What exactly is chronic fatigue syndrome? Anywhere from 1 million to 4 million Americans suffer from the disease, which announces itself in the form of chronic pains and, well, fatigue. Its origins have been difficult to trace, but it looks as if that’s about to change, thanks to the discovery of a possible link between a retrovirus called XMRV and the syndrome. —KA
The Wall Street Journal:
But the significance of the finding, published Thursday in Science, extends far beyond the community of people living with CFS. Researchers are just as concerned about the finding that nearly 4% of healthy people used as controls in the study were also infected with the virus, called XMRV. If larger studies confirm these numbers, it could mean that as many as 10 million people in the U.S. and hundreds of millions of people around the world are infected with a virus that is already strongly associated with at least two diseases.
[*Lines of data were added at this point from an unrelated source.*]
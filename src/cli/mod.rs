pub mod args;
pub mod commands;
pub mod session;

pub use args::CliArgs;
pub use commands::{apply_overrides, handle_commands};
pub use session::{apply_step, load_session, replay, ConsoleMenu, SessionStep};
use crate::levels::RawLevel;
use serde::{Deserialize, Serialize};

/// The host player's level list, as seen by the selection engine.
///
/// Ids are positions in the host list. The host's adaptive logic only picks
/// among enabled levels.
pub trait LevelHost {
    fn level_count(&self) -> usize;

    /// Height of the host level, if the host knows it
    fn level_height(&self, id: usize) -> Option<u32>;

    fn is_enabled(&self, id: usize) -> bool;

    fn set_enabled(&mut self, id: usize, enabled: bool);

    fn selected_index(&self) -> Option<usize>;

    fn set_selected_index(&mut self, id: Option<usize>);
}

#[derive(Debug, Clone, PartialEq, Eq, Serialize, Deserialize)]
pub struct HostLevel {
    pub level: RawLevel,
    pub enabled: bool,
}

/// Level list kept in memory, used by the replay harness and tests
#[derive(Debug, Clone, Default, PartialEq, Eq)]
pub struct InMemoryHost {
    levels: Vec<HostLevel>,
    selected: Option<usize>,
}

impl InMemoryHost {
    pub fn new() -> Self {
        Self::default()
    }

    /// Appends a level and returns it with its assigned id
    pub fn add_level(
        &mut self,
        width: Option<u32>,
        height: Option<u32>,
        bitrate: Option<u64>,
    ) -> RawLevel {
        let level = RawLevel {
            id: self.levels.len(),
            width,
            height,
            bitrate,
        };
        self.levels.push(HostLevel {
            level,
            enabled: true,
        });
        level
    }

    pub fn clear(&mut self) {
        self.levels.clear();
        self.selected = None;
    }

    pub fn levels(&self) -> &[HostLevel] {
        &self.levels
    }

    pub fn enabled_ids(&self) -> Vec<usize> {
        self.levels
            .iter()
            .filter(|host_level| host_level.enabled)
            .map(|host_level| host_level.level.id)
            .collect()
    }
}

impl LevelHost for InMemoryHost {
    fn level_count(&self) -> usize {
        self.levels.len()
    }

    fn level_height(&self, id: usize) -> Option<u32> {
        self.levels.get(id).and_then(|host_level| host_level.level.height)
    }

    fn is_enabled(&self, id: usize) -> bool {
        self.levels
            .get(id)
            .map(|host_level| host_level.enabled)
            .unwrap_or(false)
    }

    fn set_enabled(&mut self, id: usize, enabled: bool) {
        if let Some(host_level) = self.levels.get_mut(id) {
            host_level.enabled = enabled;
        }
    }

    fn selected_index(&self) -> Option<usize> {
        self.selected
    }

    fn set_selected_index(&mut self, id: Option<usize>) {
        self.selected = id;
    }
}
The study was done by researchers at the Whittemore Peterson Institute for Neuro-Immune Disease in Reno, Nev., the National Cancer Institute and the Cleveland Clinic.
In September, researchers at the University of Utah and Columbia University Medical Center found XMRV in 27% of the prostate-cancer samples they examined. That study also showed that 6% of the benign prostate samples had XMRV. The chronic-fatigue study is the first to find live XMRV virus in humans.